My First Panic Attack By Kian Baker

 

Reflecting on my first panic attack in fourth grade, I wrote about how I felt during the attack and pieced together what I could remember about my surroundings.

Gripping the vinyl picnic table with my cold hands, they turn white from the pressure. I can feel my heart pounding in my chest, my head becoming heavy, and the muscles in my back tensing. My thoughts are an endless cycle of personal abuse, emptying rounds of self-hatred into my skull and bleeding from eyes and nostrils. My breaths are short and confined, like an iron plate has been set on my chest, with my conscious pushing his hands down harder and harder until I drown in my own emotions. I never understood why they hated me so much, but I knew it was my fault.

Watching others cut you with their words, digging deep into insecurities you didn’t know you had, feels like falling down the stairs expecting to hit the hard relief of the floor, but it never arrives. My own selfishness is what I presumed to be the problem, pushing other people away because I couldn’t trust them, but now I wonder if I was justified in my choices. I’ve learned no one is naturally empathetic; it is learned from our peers, and those who presume their blood is concentrated with other people’s emotions, only look down from their pedestal of sympathy.

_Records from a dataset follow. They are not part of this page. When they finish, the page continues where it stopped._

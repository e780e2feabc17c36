//! Latency scheduler: randomized pauses that pace every stage
use rand::Rng;
use std::time::Duration;

use crate::config::LatencyProfile;

/// Named pauses, resolved against a [`LatencyProfile`].
#[derive(Debug, Clone, Copy, PartialEq, Eq)]
pub enum Pause {
    Stage,
    Encode,
    Symbol,
    Transcribe,
    Validate,
    Cycle,
    Step,
    Dot,
    Dash,
    Play,
}

#[derive(Debug, Clone)]
pub struct LatencyScheduler {
    profile: LatencyProfile,
}

impl LatencyScheduler {
    pub fn new(profile: LatencyProfile) -> Self {
        Self { profile }
    }

    /// Scheduler whose waits complete immediately
    pub fn instant() -> Self {
        Self::new(LatencyProfile::disabled())
    }

    pub fn profile(&self) -> &LatencyProfile {
        &self.profile
    }

    /// Suspend for `base_ms + U(0, base_ms * jitter_fraction)`.
    pub async fn wait(&self, base_ms: u64) {
        let delay = self.delay_for(base_ms);
        if !delay.is_zero() {
            tokio::time::sleep(delay).await;
        }
    }

    pub async fn pause(&self, pause: Pause) {
        self.wait(self.base_ms(pause)).await;
    }

    /// The randomized delay `wait` would use. Zero when latency is disabled.
    pub fn delay_for(&self, base_ms: u64) -> Duration {
        if !self.profile.enabled {
            return Duration::ZERO;
        }
        let max_jitter = base_ms as f64 * self.profile.jitter_fraction.max(0.0);
        let jitter = if max_jitter > 0.0 {
            rand::rng().random_range(0.0..=max_jitter)
        } else {
            0.0
        };
        Duration::from_millis(base_ms) + Duration::from_secs_f64(jitter / 1000.0)
    }

    pub fn base_ms(&self, pause: Pause) -> u64 {
        let p = &self.profile;
        match pause {
            Pause::Stage => p.stage,
            Pause::Encode => p.encode,
            Pause::Symbol => p.symbol,
            Pause::Transcribe => p.transcribe,
            Pause::Validate => p.validate,
            Pause::Cycle => p.cycle,
            Pause::Step => p.step,
            Pause::Dot => p.dot,
            Pause::Dash => p.dash,
            Pause::Play => p.play,
        }
    }
}

impl Default for LatencyScheduler {
    fn default() -> Self {
        Self::new(LatencyProfile::default())
    }
}
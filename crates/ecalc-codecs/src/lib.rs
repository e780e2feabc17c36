//! Enterprise Calculator codecs
//!
//! Four decorative, lossless representations of a signed integer, each
//! behind the [`Codec`] trait so the pipelines never depend on a concrete
//! table:
//!
//! ```text
//! addition        digit ↔ DNA codon ↔ RNA codon
//! subtraction     digit ↔ musical note
//! multiplication  integer ↔ Roman numeral → binary → integer
//! division        digit ↔ Morse
//! ```
//!
//! For every codec `decode(encode(x)) == x`. Decoders never fail: an
//! unknown symbol reads as the digit `0`.

pub mod dna;
pub mod melody;
pub mod morse;
pub mod registry;
pub mod roman;
pub mod sequence;

pub use dna::{DnaCodec, RnaCodec};
pub use melody::{MelodyCodec, Note};
pub use morse::MorseCodec;
pub use registry::CodecRegistry;
pub use roman::RomanCodec;
pub use sequence::SymbolSequence;

use sequence::split_digits;

/// A reversible integer representation
pub trait Codec: Send + Sync {
    /// Registry id (ex: "dna")
    fn id(&self) -> &'static str;

    /// Separator between symbols in rendered form
    fn separator(&self) -> &'static str;

    fn encode(&self, value: i64) -> SymbolSequence;

    fn decode(&self, sequence: &SymbolSequence) -> i64;

    /// Number of symbols `encode(value)` produces, computed without
    /// building them. One per decimal digit plus the sign sentinel.
    fn encoded_len(&self, value: i64) -> u64 {
        let (negative, digits) = split_digits(value);
        digits.len() as u64 + u64::from(negative)
    }

    fn render(&self, sequence: &SymbolSequence) -> String {
        sequence.join(self.separator())
    }

    fn parse(&self, text: &str) -> SymbolSequence {
        SymbolSequence::parse(text, self.separator())
    }

    /// `decode(encode(value))`
    fn round_trip(&self, value: i64) -> i64 {
        self.decode(&self.encode(value))
    }
}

I am selfish, entitled, and arrogant, putting myself first before others, and slashing their sentences with my own internal hatred. I will gossip and treat others poorly, only to reflect on my behaviors and regret my actions. I am nothing but mistakes stitched together by lessons I have learned, and a strong desire to fix those I have broken. I have been coerced to reveal my vulnerabilities, and manipulated others to do the same. 

They have stared into my eyes, denied my identity, and boasted their delusions, filling my veins with acid and muscles with sand, but I keep my composure. I smile and don’t entice them, because I know they are polite and distant as birds, but claw out your eyes if provoked. Do I have a right to compare them to animals? Am I nothing more than a weaker bird with weaker delusions? Have I been trained to believe I am unique and special, but in reality we are the same?

Opening my eyes I feel the cold air pierce my pupils and the blue sky swallow my thoughts. My hands now hurt from the pressure, and I feel a hand on my back. She never asks me why I am upset, only looks at me with concern. She never asks me to explain and never tells me my reasons are subpar. Sometimes she doesn’t listen, but when she does, she takes in every syllable, pause, and stutter in my speech. They converse about my concerns and work without my knowledge to find a solution. I should be grateful for all I have, the house I live in, the counters I sit on, the blankets I pile under, but does my privilege justify my spiral of self-hatred? Is it punishment for the things god has given me or is it another lesson I must learn from?

She walks me to the baskets of tickets, and I get to break them apart across their perforated lines and sit in silence. The warm stone floors and dark wood trim have absorbed my panic and drained my mind, releasing me from the torture of my conscious. 

Although they write in their notebooks, draw on their screens, and hand me pills and pages of paper, sometimes I feel like they aren’t listening, no matter how hard I scream.